The decisive vote between these two peerless men, Muhammad Ali, an extraordinary heavyweight boxer who defied convention as much as he did opponents, and Sir Donald Bradman, an orthodox batsman who scored a hugely unorthodox amount of runs, is difficult to cast but long appears to have been leaning the way of Ali. His deeds were more recent, he participated in a sport which was seen in more parts of the world and he became famous in those other parts where it had never been seen.

A monumental piece of evidence has now been produced, in the nick of time, which might, nay ought, to reclaim some lost ground for the phenomenal Australian cricketer. Bradman The Great by B J Wakley was first published 40 years ago when 500 copies, maybe fewer, were printed. In the intervening period it has become a collector's item. A copy would change hands for pounds 200, or perhaps pounds 500, if it came up for sale.
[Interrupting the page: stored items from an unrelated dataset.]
//! CLI argument definitions for the Lexi application.
//!
//! Priority resolution: CLI args > env vars > config file > defaults.

use clap::Parser;
use std::path::PathBuf;

use lexi_core::config::LexiConfig;

/// Lexi: ask legal questions and read answers with citations.
#[derive(Parser, Debug)]
#[command(name = "lexi", version, about)]
pub struct CliArgs {
    /// Path to the configuration file.
    #[arg(short = 'c', long = "config")]
    pub config: Option<PathBuf>,

    /// Log level (trace, debug, info, warn, error).
    #[arg(short = 'l', long = "log-level")]
    pub log_level: Option<String>,

    /// Simulated backend latency in milliseconds.
    #[arg(long = "delay-ms")]
    pub delay_ms: Option<u64>,

    /// Request timeout in seconds (0 waits forever).
    #[arg(long = "timeout-secs")]
    pub timeout_secs: Option<u64>,

    /// Replay a recorded backend response from this JSON file.
    #[arg(long = "fixture")]
    pub fixture: Option<PathBuf>,

    /// Start with an empty input instead of the sample question.
    #[arg(long = "no-initial-query")]
    pub no_initial_query: bool,

    /// Print citation links as plain text instead of terminal hyperlinks.
    #[arg(long = "no-hyperlinks")]
    pub no_hyperlinks: bool,
}

impl CliArgs {
    /// Resolve the configuration file path.
    ///
    /// Priority: --config flag > LEXI_CONFIG env var > platform default (~/.lexi/config.toml).
    pub fn resolve_config_path(&self) -> PathBuf {
        if let Some(ref p) = self.config {
            return p.clone();
        }
        if let Ok(p) = std::env::var("LEXI_CONFIG") {
            return PathBuf::from(p);
        }
        default_config_path()
    }

    /// Apply command-line overrides on top of the loaded configuration.
    pub fn apply_overrides(&self, config: &mut LexiConfig) {
        if let Some(ref level) = self.log_level {
            config.general.log_level = level.clone();
        }
        if let Some(ms) = self.delay_ms {
            config.client.delay_ms = ms;
        }
        if let Some(secs) = self.timeout_secs {
            config.client.timeout_secs = secs;
        }
        if let Some(ref path) = self.fixture {
            config.client.fixture_path = Some(path.to_string_lossy().to_string());
        }
        if self.no_initial_query {
            config.chat.initial_query.clear();
        }
        if self.no_hyperlinks {
            config.chat.hyperlinks = false;
        }
    }
}

/// Default config file path for the current platform.
fn default_config_path() -> PathBuf {
    #[cfg(target_os = "windows")]
    if let Ok(home) = std::env::var("USERPROFILE") {
        return PathBuf::from(home).join(".lexi").join("config.toml");
    }
    #[cfg(not(target_os = "windows"))]
    if let Ok(home) = std::env::var("HOME") {
        return PathBuf::from(home).join(".lexi").join("config.toml");
    }
    PathBuf::from("config.toml")
}
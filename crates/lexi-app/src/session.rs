//! Interactive terminal session.
//!
//! Reads lines from stdin and turns them into key presses for the
//! controller. A line ending in `\` continues the draft on a new line
//! (the terminal stand-in for Shift+Enter); any other line confirms it.

use std::io::Write;
use std::sync::Arc;

use tokio::io::{AsyncBufReadExt, BufReader};
use tokio::sync::broadcast::{self, error::RecvError};
use tokio::task::{JoinError, JoinSet};

use lexi_chat::{
    ChatError, IgnoreReason, InputAction, KeyInput, QueryClient, SubmissionController,
    SubmitOutcome, TranscriptRenderer,
};
use lexi_core::events::ConversationEvent;

const HELP: &str = "Enter sends the question. End a line with \\ to keep typing on a new line.\n\
Commands: :cancel stops the pending request, :help shows this text, :quit exits.";

/// Used when the terminal size cannot be queried (e.g. stdout is a pipe).
const FALLBACK_WIDTH: usize = 80;

/// One line of terminal input, interpreted.
#[derive(Debug, Clone, PartialEq, Eq)]
pub enum LineCommand {
    Quit,
    Cancel,
    Help,
    /// Draft text. `continued` means the user asked for a newline instead of sending.
    Text { body: String, continued: bool },
}

pub fn parse_line(line: &str) -> LineCommand {
    match line.trim() {
        ":q" | ":quit" | ":exit" => return LineCommand::Quit,
        ":cancel" => return LineCommand::Cancel,
        ":help" | ":h" => return LineCommand::Help,
        _ => {}
    }
    match line.strip_suffix('\\') {
        Some(body) => LineCommand::Text {
            body: body.to_string(),
            continued: true,
        },
        None => LineCommand::Text {
            body: line.to_string(),
            continued: false,
        },
    }
}

/// Key presses equivalent to typing `body` and then ending the line.
pub fn keys_for(body: &str, continued: bool) -> Vec<KeyInput> {
    let mut keys: Vec<KeyInput> = body.chars().map(KeyInput::Char).collect();
    keys.push(if continued {
        KeyInput::ShiftEnter
    } else {
        KeyInput::Enter
    });
    keys
}

/// What the loop should do after a typed line reached the draft.
#[derive(Debug, Clone, Copy, PartialEq, Eq)]
pub enum LineEffect {
    /// The draft was confirmed and can be sent.
    Submit,
    /// The draft changed; redraw the input area.
    Redraw,
    /// The line was not applied or the draft cannot be sent.
    Ignored(IgnoreReason),
}

/// Apply one typed line to the controller's draft.
///
/// `prefilled` is true while the draft still holds the sample question; the
/// first non-empty line replaces it. Lines typed while a question is in
/// flight are dropped.
pub fn apply_text<C: QueryClient>(
    ctrl: &SubmissionController<C>,
    prefilled: &mut bool,
    body: &str,
    continued: bool,
) -> Result<LineEffect, ChatError> {
    if ctrl.is_loading() {
        return Ok(LineEffect::Ignored(IgnoreReason::Busy));
    }
    if *prefilled && !body.is_empty() {
        ctrl.set_input("")?;
    }
    *prefilled = false;

    let mut confirmed = false;
    for key in keys_for(body, continued) {
        if ctrl.handle_key(key)? == InputAction::Submit {
            confirmed = true;
        }
    }

    if !confirmed {
        return Ok(LineEffect::Redraw);
    }
    if ctrl.input()?.can_submit() {
        Ok(LineEffect::Submit)
    } else {
        Ok(LineEffect::Ignored(IgnoreReason::Blank))
    }
}

/// Log a finished submission task and return a notice for the user when
/// the transcript does not already explain what happened.
pub fn submission_notice(
    result: Result<Result<SubmitOutcome, ChatError>, JoinError>,
) -> Option<String> {
    match result {
        Ok(Ok(outcome)) => {
            tracing::debug!(?outcome, "Submission finished");
            None
        }
        Ok(Err(e)) => {
            tracing::warn!(error = %e, "Submission failed");
            Some(format!("(submission failed: {})", e.user_message()))
        }
        Err(e) if e.is_cancelled() => {
            tracing::debug!("Submission task aborted");
            None
        }
        Err(e) => {
            tracing::error!(error = %e, "Submission task panicked");
            Some("(submission stopped unexpectedly)".to_string())
        }
    }
}

fn flush() {
    let _ = std::io::stdout().flush();
}

fn terminal_width() -> usize {
    crossterm::terminal::size()
        .map(|(cols, _)| usize::from(cols))
        .ok()
        .filter(|&cols| cols > 0)
        .unwrap_or(FALLBACK_WIDTH)
}

fn print_input_area<C: QueryClient>(
    ctrl: &SubmissionController<C>,
    renderer: &TranscriptRenderer,
) -> Result<(), ChatError> {
    print!("{}", renderer.input_area(&ctrl.input()?, terminal_width()));
    flush();
    Ok(())
}

/// Print transcript updates as the controller publishes them.
async fn print_events<C: QueryClient>(
    mut rx: broadcast::Receiver<ConversationEvent>,
    ctrl: Arc<SubmissionController<C>>,
    renderer: TranscriptRenderer,
) {
    loop {
        match rx.recv().await {
            Ok(ConversationEvent::ExchangeAppended { index, .. }) => {
                let exchange = ctrl
                    .conversation_snapshot()
                    .ok()
                    .and_then(|conv| conv.get(index).cloned());
                if let Some(exchange) = exchange {
                    print!("\n{}", renderer.exchange(&exchange));
                    flush();
                }
            }
            Ok(ConversationEvent::LoadingChanged { loading: true, .. }) => {
                print!("{}", renderer.loading());
                flush();
            }
            Ok(ConversationEvent::LoadingChanged { loading: false, .. }) => {
                if let Err(e) = print_input_area(&ctrl, &renderer) {
                    tracing::warn!(error = %e, "Could not draw input area");
                }
            }
            Ok(ConversationEvent::SubmissionIgnored { reason, .. }) => {
                println!("(not sent: {})", reason);
            }
            Ok(event) => {
                tracing::debug!(event = event.event_name(), "View event");
            }
            Err(RecvError::Lagged(skipped)) => {
                tracing::warn!(skipped, "View fell behind conversation events");
            }
            Err(RecvError::Closed) => break,
        }
    }
}

/// Run the read-submit-print loop until `:quit`, end of input, or Ctrl-C while idle.
pub async fn run<C>(
    ctrl: Arc<SubmissionController<C>>,
    renderer: TranscriptRenderer,
) -> Result<(), Box<dyn std::error::Error>>
where
    C: QueryClient + 'static,
{
    print!("{}\n{}\n\n", renderer.header(), HELP);
    print_input_area(&ctrl, &renderer)?;

    let printer = tokio::spawn(print_events(
        ctrl.subscribe(),
        Arc::clone(&ctrl),
        renderer.clone(),
    ));

    let mut lines = BufReader::new(tokio::io::stdin()).lines();
    let mut submissions: JoinSet<Result<SubmitOutcome, ChatError>> = JoinSet::new();
    let mut prefilled = !ctrl.input()?.text().is_empty();

    loop {
        tokio::select! {
            line = lines.next_line() => {
                let Some(line) = line? else { break };
                match parse_line(&line) {
                    LineCommand::Quit => break,
                    LineCommand::Help => println!("{}", HELP),
                    LineCommand::Cancel => {
                        if !ctrl.cancel()? {
                            println!("Nothing to cancel.");
                        }
                    }
                    LineCommand::Text { body, continued } => {
                        match apply_text(&ctrl, &mut prefilled, &body, continued)? {
                            LineEffect::Submit => {
                                let ctrl = Arc::clone(&ctrl);
                                submissions.spawn(async move { ctrl.submit().await });
                            }
                            LineEffect::Redraw => print_input_area(&ctrl, &renderer)?,
                            LineEffect::Ignored(reason) => println!("(not sent: {})", reason),
                        }
                    }
                }
            }
            Some(result) = submissions.join_next() => {
                if let Some(notice) = submission_notice(result) {
                    println!("{}", notice);
                }
            }
            _ = tokio::signal::ctrl_c() => {
                if !ctrl.cancel()? {
                    break;
                }
            }
        }
    }

    if ctrl.is_loading() {
        ctrl.cancel()?;
    }
    while let Some(result) = submissions.join_next().await {
        if let Some(notice) = submission_notice(result) {
            println!("{}", notice);
        }
    }
    printer.abort();
    Ok(())
}
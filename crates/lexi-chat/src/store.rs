//! Append-only conversation transcript.

use chrono::Utc;
use tokio::sync::broadcast;

use lexi_core::events::ConversationEvent;
use lexi_core::types::Exchange;

/// Ordered sequence of exchanges for one session.
///
/// Insertion order is chronological order. There is no way to edit or
/// remove an exchange once appended.
#[derive(Debug, Default)]
pub struct Conversation {
    exchanges: Vec<Exchange>,
    events: Option<broadcast::Sender<ConversationEvent>>,
}

impl Conversation {
    /// An empty conversation that publishes no events.
    pub fn new() -> Self {
        Self::default()
    }

    /// An empty conversation that announces every append on `events`.
    pub fn with_events(events: broadcast::Sender<ConversationEvent>) -> Self {
        Self {
            exchanges: Vec::new(),
            events: Some(events),
        }
    }

    /// Add an exchange at the end and notify the view.
    pub fn append(&mut self, exchange: Exchange) {
        let index = self.exchanges.len();
        let exchange_id = exchange.id;
        tracing::debug!(index, %exchange_id, "Exchange appended");
        self.exchanges.push(exchange);

        if let Some(tx) = &self.events {
            // No subscribers is fine; the view may not be attached.
            let _ = tx.send(ConversationEvent::ExchangeAppended {
                exchange_id,
                index,
                timestamp: Utc::now(),
            });
        }
    }

    pub fn len(&self) -> usize {
        self.exchanges.len()
    }

    pub fn is_empty(&self) -> bool {
        self.exchanges.is_empty()
    }

    pub fn exchanges(&self) -> &[Exchange] {
        &self.exchanges
    }

    /// Owned copy of the transcript, for rendering outside the lock.
    pub fn snapshot(&self) -> Vec<Exchange> {
        self.exchanges.clone()
    }
}
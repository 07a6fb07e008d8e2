//! Submission controller: mediates between the draft, the transcript, and
//! the query client.
//!
//! Exactly one question may be in flight. A submission that enters
//! `AwaitingResponse` always ends back in `Idle`, whether the client
//! answers, fails, times out, or is cancelled.

use std::fmt;
use std::sync::{Mutex, MutexGuard};
use std::time::Duration;

use chrono::Utc;
use tokio::sync::broadcast;
use tokio_util::sync::CancellationToken;

use lexi_core::config::LexiConfig;
use lexi_core::events::ConversationEvent;
use lexi_core::types::{AnswerPayload, Exchange};

use crate::client::QueryClient;
use crate::error::ChatError;
use crate::input::{InputAction, InputBuffer, KeyInput};
use crate::state::{ChatState, StateMachine};
use crate::store::Conversation;

/// Capacity of the view event channel.
const EVENT_CAPACITY: usize = 64;

/// Why a submission was dropped.
#[derive(Debug, Clone, Copy, PartialEq, Eq)]
pub enum IgnoreReason {
    /// The draft was empty or whitespace only.
    Blank,
    /// A previous question is still awaiting its answer.
    Busy,
}

impl fmt::Display for IgnoreReason {
    fn fmt(&self, f: &mut fmt::Formatter<'_>) -> fmt::Result {
        match self {
            IgnoreReason::Blank => write!(f, "blank input"),
            IgnoreReason::Busy => write!(f, "a question is already awaiting its answer"),
        }
    }
}

/// Result of one call to `SubmissionController::submit`.
#[derive(Debug, Clone, PartialEq, Eq)]
pub enum SubmitOutcome {
    /// Nothing was appended and the client was not called.
    Ignored(IgnoreReason),
    /// An answer was appended.
    Answered,
    /// A failure notice was appended. Carries the underlying error text.
    Failed(String),
    /// The request was cancelled and a notice was appended.
    Cancelled,
}

/// Resets the state machine if a submission is abandoned mid-flight, and
/// tells the view that loading stopped.
struct InFlight<'a> {
    state: &'a StateMachine,
    events: &'a broadcast::Sender<ConversationEvent>,
    armed: bool,
}

impl<'a> InFlight<'a> {
    fn new(state: &'a StateMachine, events: &'a broadcast::Sender<ConversationEvent>) -> Self {
        Self {
            state,
            events,
            armed: true,
        }
    }

    fn finish(mut self) -> Result<(), ChatError> {
        self.armed = false;
        self.state
            .transition(ChatState::Idle)
            .map_err(ChatError::from)
    }
}

impl Drop for InFlight<'_> {
    fn drop(&mut self) {
        if self.armed {
            self.state.reset();
            tracing::debug!("Submission abandoned; back to idle");
            let _ = self.events.send(ConversationEvent::LoadingChanged {
                loading: false,
                timestamp: Utc::now(),
            });
        }
    }
}

/// Owns the conversation, the draft, and the busy flag for one session.
pub struct SubmissionController<C: QueryClient> {
    client: C,
    state: StateMachine,
    conversation: Mutex<Conversation>,
    input: Mutex<InputBuffer>,
    cancel: Mutex<Option<CancellationToken>>,
    events: broadcast::Sender<ConversationEvent>,
    timeout: Option<Duration>,
}

impl<C: QueryClient> SubmissionController<C> {
    /// Controller with an empty single-row draft and no timeout.
    pub fn new(client: C) -> Self {
        Self::with_input(client, InputBuffer::new(1))
    }

    /// Controller starting from the given draft.
    pub fn with_input(client: C, input: InputBuffer) -> Self {
        let (events, _) = broadcast::channel(EVENT_CAPACITY);
        Self {
            client,
            state: StateMachine::new(),
            conversation: Mutex::new(Conversation::with_events(events.clone())),
            input: Mutex::new(input),
            cancel: Mutex::new(None),
            events,
            timeout: None,
        }
    }

    /// Controller configured from the `[client]` and `[chat]` sections.
    pub fn from_config(client: C, config: &LexiConfig) -> Self {
        let input = InputBuffer::with_text(&config.chat.initial_query, config.chat.max_input_rows);
        let timeout = match config.client.timeout_secs {
            0 => None,
            secs => Some(Duration::from_secs(secs)),
        };
        Self::with_input(client, input).with_timeout(timeout)
    }

    /// Set the request timeout. `None` waits forever.
    pub fn with_timeout(mut self, timeout: Option<Duration>) -> Self {
        self.timeout = timeout;
        self
    }

    pub fn client(&self) -> &C {
        &self.client
    }

    pub fn state(&self) -> ChatState {
        self.state.current()
    }

    /// Whether the loading indicator should be shown.
    pub fn is_loading(&self) -> bool {
        self.state.current().is_busy()
    }

    /// Subscribe to view events (appends, loading changes, rejections).
    pub fn subscribe(&self) -> broadcast::Receiver<ConversationEvent> {
        self.events.subscribe()
    }

    pub fn conversation_snapshot(&self) -> Result<Vec<Exchange>, ChatError> {
        Ok(self.lock_conversation()?.snapshot())
    }

    pub fn conversation_len(&self) -> Result<usize, ChatError> {
        Ok(self.lock_conversation()?.len())
    }

    /// Copy of the current draft.
    pub fn input(&self) -> Result<InputBuffer, ChatError> {
        Ok(self.lock_input()?.clone())
    }

    pub fn set_input(&self, text: &str) -> Result<(), ChatError> {
        self.lock_input()?.set_text(text);
        Ok(())
    }

    /// Route a key press to the draft.
    ///
    /// The draft is read-only while a question is in flight. The caller is
    /// expected to call `submit` when this returns `InputAction::Submit`.
    pub fn handle_key(&self, key: KeyInput) -> Result<InputAction, ChatError> {
        if self.is_loading() {
            return Ok(InputAction::Ignored);
        }
        Ok(self.lock_input()?.handle_key(key))
    }

    /// Submit the current draft.
    ///
    /// Blank drafts and submissions while busy are no-ops reported as
    /// `SubmitOutcome::Ignored`. Otherwise the trimmed draft is appended as
    /// a user exchange, the draft is cleared, and the client is asked. The
    /// answer or a failure notice is appended before returning to `Idle`.
    pub async fn submit(&self) -> Result<SubmitOutcome, ChatError> {
        let question = {
            let mut input = self.lock_input()?;
            if self.is_loading() {
                return Ok(self.ignore(IgnoreReason::Busy));
            }
            if input.is_blank() {
                return Ok(self.ignore(IgnoreReason::Blank));
            }
            if !self.state.try_begin() {
                return Ok(self.ignore(IgnoreReason::Busy));
            }
            let question = input.trimmed().to_string();
            input.clear();
            question
        };
        let in_flight = InFlight::new(&self.state, &self.events);

        let token = CancellationToken::new();
        *self.lock_cancel()? = Some(token.clone());

        self.lock_conversation()?
            .append(Exchange::user(question.as_str()));
        self.publish(ConversationEvent::LoadingChanged {
            loading: true,
            timestamp: Utc::now(),
        });
        tracing::info!(question_len = question.len(), "Question submitted");

        let result = self.await_answer(&question, &token).await;
        self.lock_cancel()?.take();

        let (exchange, outcome) = match result {
            Ok(payload) => {
                tracing::info!(citations = payload.citations.len(), "Answer received");
                (Exchange::assistant(payload), SubmitOutcome::Answered)
            }
            Err(ChatError::Cancelled) => {
                tracing::info!("Question cancelled");
                (
                    Exchange::failure(ChatError::Cancelled.user_message()),
                    SubmitOutcome::Cancelled,
                )
            }
            Err(e) => {
                tracing::warn!(error = %e, "Query client failed");
                (
                    Exchange::failure(e.user_message()),
                    SubmitOutcome::Failed(e.to_string()),
                )
            }
        };

        self.lock_conversation()?.append(exchange);
        in_flight.finish()?;
        self.publish(ConversationEvent::LoadingChanged {
            loading: false,
            timestamp: Utc::now(),
        });

        Ok(outcome)
    }

    /// Cancel the question in flight.
    ///
    /// Returns `false` when there is nothing to cancel.
    pub fn cancel(&self) -> Result<bool, ChatError> {
        if !self.is_loading() {
            return Ok(false);
        }
        let guard = self.lock_cancel()?;
        match guard.as_ref() {
            Some(token) if !token.is_cancelled() => {
                token.cancel();
                self.publish(ConversationEvent::RequestCancelled {
                    timestamp: Utc::now(),
                });
                Ok(true)
            }
            _ => Ok(false),
        }
    }

    // -- Private helpers --

    async fn await_answer(
        &self,
        question: &str,
        token: &CancellationToken,
    ) -> Result<AnswerPayload, ChatError> {
        let ask = self.client.ask(question);
        let bounded = async {
            match self.timeout {
                Some(limit) => match tokio::time::timeout(limit, ask).await {
                    Ok(result) => result,
                    Err(_) => Err(ChatError::Timeout(limit)),
                },
                None => ask.await,
            }
        };

        tokio::select! {
            biased;

            () = token.cancelled() => Err(ChatError::Cancelled),
            result = bounded => result,
        }
    }

    fn ignore(&self, reason: IgnoreReason) -> SubmitOutcome {
        tracing::debug!(%reason, "Submission ignored");
        self.publish(ConversationEvent::SubmissionIgnored {
            reason: reason.to_string(),
            timestamp: Utc::now(),
        });
        SubmitOutcome::Ignored(reason)
    }

    fn publish(&self, event: ConversationEvent) {
        let _ = self.events.send(event);
    }

    fn lock_conversation(&self) -> Result<MutexGuard<'_, Conversation>, ChatError> {
        self.conversation
            .lock()
            .map_err(|e| ChatError::StorageError(format!("conversation lock poisoned: {}", e)))
    }

    fn lock_input(&self) -> Result<MutexGuard<'_, InputBuffer>, ChatError> {
        self.input
            .lock()
            .map_err(|e| ChatError::StorageError(format!("input lock poisoned: {}", e)))
    }

    fn lock_cancel(&self) -> Result<MutexGuard<'_, Option<CancellationToken>>, ChatError> {
        self.cancel
            .lock()
            .map_err(|e| ChatError::StorageError(format!("cancel lock poisoned: {}", e)))
    }
}
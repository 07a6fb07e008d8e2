use thiserror::Error;

/// Top-level error type for Lexi.
///
/// Subsystem crates define their own error types and implement
/// `From<LexiError>` so that the `?` operator works across crate boundaries.
#[derive(Debug, Error)]
#[non_exhaustive]
pub enum LexiError {
    #[error("Configuration error: {0}")]
    Config(String),

    #[error("I/O error: {0}")]
    Io(#[from] std::io::Error),

    #[error("Serialization error: {0}")]
    Serialization(String),

    #[error("Invalid state transition: {from} -> {to}")]
    InvalidTransition { from: String, to: String },

    #[error("Invalid URL '{url}': {reason}")]
    InvalidUrl { url: String, reason: String },
}

impl From<toml::de::Error> for LexiError {
    fn from(err: toml::de::Error) -> Self {
        LexiError::Config(err.to_string())
    }
}

impl From<toml::ser::Error> for LexiError {
    fn from(err: toml::ser::Error) -> Self {
        LexiError::Config(err.to_string())
    }
}

impl From<serde_json::Error> for LexiError {
    fn from(err: serde_json::Error) -> Self {
        LexiError::Serialization(err.to_string())
    }
}

/// A specialized `Result` type for Lexi operations.
pub type Result<T> = std::result::Result<T, LexiError>;
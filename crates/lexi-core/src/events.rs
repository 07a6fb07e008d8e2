use chrono::{DateTime, Utc};
use serde::{Deserialize, Serialize};
use uuid::Uuid;

/// Events emitted by the conversation core for the view layer.
///
/// The terminal renderer subscribes to these to redraw the transcript and
/// scroll to the latest exchange.
#[derive(Clone, Debug, PartialEq, Eq, Serialize, Deserialize)]
#[serde(tag = "event", rename_all = "snake_case")]
#[non_exhaustive]
pub enum ConversationEvent {
    /// An exchange was appended at `index`.
    ExchangeAppended {
        exchange_id: Uuid,
        index: usize,
        timestamp: DateTime<Utc>,
    },

    /// The controller entered or left the awaiting-response state.
    LoadingChanged {
        loading: bool,
        timestamp: DateTime<Utc>,
    },

    /// A submission was dropped without reaching the backend.
    SubmissionIgnored {
        reason: String,
        timestamp: DateTime<Utc>,
    },

    /// The in-flight request was cancelled by the user.
    RequestCancelled { timestamp: DateTime<Utc> },
}

impl ConversationEvent {
    /// Returns the timestamp of the event.
    pub fn timestamp(&self) -> DateTime<Utc> {
        match self {
            ConversationEvent::ExchangeAppended { timestamp, .. }
            | ConversationEvent::LoadingChanged { timestamp, .. }
            | ConversationEvent::SubmissionIgnored { timestamp, .. }
            | ConversationEvent::RequestCancelled { timestamp } => *timestamp,
        }
    }

    /// Returns a short event name for logging.
    pub fn event_name(&self) -> &'static str {
        match self {
            ConversationEvent::ExchangeAppended { .. } => "exchange_appended",
            ConversationEvent::LoadingChanged { .. } => "loading_changed",
            ConversationEvent::SubmissionIgnored { .. } => "submission_ignored",
            ConversationEvent::RequestCancelled { .. } => "request_cancelled",
        }
    }
}
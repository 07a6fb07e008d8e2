//! Conversational core for Lexi.
//!
//! Holds the append-only transcript, the two-state submission controller,
//! the query service client seam, the input buffer, and the plain-text
//! transcript renderer.

pub mod client;
pub mod controller;
pub mod error;
pub mod input;
pub mod render;
pub mod state;
pub mod store;

pub use client::{FixtureQueryClient, MockQueryClient, QueryClient};
pub use controller::{IgnoreReason, SubmissionController, SubmitOutcome};
pub use error::ChatError;
pub use input::{InputAction, InputBuffer, KeyInput};
pub use render::TranscriptRenderer;
pub use state::{ChatState, StateMachine};
pub use store::Conversation;
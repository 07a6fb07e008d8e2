pub mod config;
pub mod error;
pub mod events;
pub mod types;

pub use config::LexiConfig;
pub use error::{LexiError, Result};
pub use events::ConversationEvent;
pub use types::*;
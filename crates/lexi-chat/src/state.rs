//! Submission state machine.
//!
//! Two states and two transitions:
//! - Idle -> AwaitingResponse (a question was submitted)
//! - AwaitingResponse -> Idle (the request resolved, failed, or was cancelled)

use std::fmt;
use std::sync::{Arc, Mutex, MutexGuard};

use lexi_core::error::LexiError;

/// Operational state of the submission controller.
#[derive(Debug, Clone, Copy, PartialEq, Eq, Hash, Default)]
pub enum ChatState {
    /// No request in flight. Ready to accept a question.
    #[default]
    Idle,
    /// A question was sent and the answer has not arrived yet.
    AwaitingResponse,
}

impl fmt::Display for ChatState {
    fn fmt(&self, f: &mut fmt::Formatter<'_>) -> fmt::Result {
        match self {
            ChatState::Idle => write!(f, "Idle"),
            ChatState::AwaitingResponse => write!(f, "AwaitingResponse"),
        }
    }
}

impl ChatState {
    /// Returns whether a transition from `self` to `target` is valid.
    pub fn can_transition_to(&self, target: &ChatState) -> bool {
        matches!(
            (self, target),
            (ChatState::Idle, ChatState::AwaitingResponse)
                | (ChatState::AwaitingResponse, ChatState::Idle)
        )
    }

    pub fn is_busy(&self) -> bool {
        *self == ChatState::AwaitingResponse
    }
}

/// Thread-safe state machine for submission state.
///
/// Cloning shares the underlying state.
#[derive(Debug, Clone, Default)]
pub struct StateMachine {
    state: Arc<Mutex<ChatState>>,
}

impl StateMachine {
    /// Create a new state machine initialized to `Idle`.
    pub fn new() -> Self {
        Self::default()
    }

    fn lock(&self) -> MutexGuard<'_, ChatState> {
        // ChatState is Copy; a poisoned guard still holds a valid value.
        self.state.lock().unwrap_or_else(|e| e.into_inner())
    }

    /// Returns the current state.
    pub fn current(&self) -> ChatState {
        *self.lock()
    }

    /// Attempt to transition to the target state.
    pub fn transition(&self, target: ChatState) -> Result<(), LexiError> {
        let mut state = self.lock();
        if state.can_transition_to(&target) {
            tracing::debug!("Chat state: {} -> {}", *state, target);
            *state = target;
            Ok(())
        } else {
            Err(LexiError::InvalidTransition {
                from: state.to_string(),
                to: target.to_string(),
            })
        }
    }

    /// Move `Idle -> AwaitingResponse` atomically.
    ///
    /// Returns `false` without changing anything if a request is already in flight.
    pub fn try_begin(&self) -> bool {
        self.transition(ChatState::AwaitingResponse).is_ok()
    }

    /// Force the state machine back to Idle (used for error recovery).
    pub fn reset(&self) {
        let mut state = self.lock();
        if *state != ChatState::Idle {
            tracing::warn!("Chat state machine reset to Idle from {}", *state);
            *state = ChatState::Idle;
        }
    }
}

// =============================================================================
// Tests
// =============================================================================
The reissue is not before time. Bradman The Great (Mainstream, pounds 15.99) is a remarkable volume which required formidable research, meticulous attention to detail and a clear devotion to its subject. It is a striking combination of cold statistics and precise reportage which exquisitely conveys Bradman's superiority over every other batsman before or since.

Each of Bradman's 338 innings is chronicled, from the first, for New South Wales in 1927, when he made 118 (before he "was last out, just before lunch, caught in the gully after a stay of three hours eight minutes") to the last, for South Australia in 1949, when he scored 30 ("well below his best form, and never really timed the ball properly").

Some, such as the legendary hundreds he made at Headingley on successive England tours (334, 304, 103 and 173 not out), obviously command more description but, for instance, the duck he registered for South Australia in Sydney in January 1936 is not allowed to go unnoticed: "Caught at leg slip... Hymes was a fast-medium left-hander and Bradman failed to time his in-swinger properly in attempting a leg-glance."

The innings comprise only part one of the book; part two deals with the nitty-gritty season by season: the ducks (16 of them, seven in Tests); the speed of scoring (the average length of a Bradman innings was 134 minutes and he scored at 42 runs an hour); the sixes (only six in Tests); and the chances (he offered 93 unaccepted chances in 69 innings, making 319 of his innings chanceless, and had they all been taken he would still have had a career average of 77.92 instead of 95.14 and a Test average of 74.79, not 99.94).

The whole conspires to confirm what a towering figure Bradman was, transcending his game like no other. It also establishes the considerable stature of B J Wakley, otherwise His Honour Bertram Wakley, a barrister at the time of publication who became a circuit judge. He is 82 now and, pleased though he is to have the book reprinted, he said: "It was a long time ago but I remember using up all my spare time and spending many hours in the British Newspaper Library." He first saw Bradman bat at Hove against Sussex in 1934 when "of the 83 runs added while he was in, Bradman scored only 19, or 22 per cent, the lowest proportion of his career".

The notion for the republication came from Charles Frewin, who runs Two Heads in London and currently has a deal with Mainstream. It is a stunning tome, which the sportsman of the century deserves.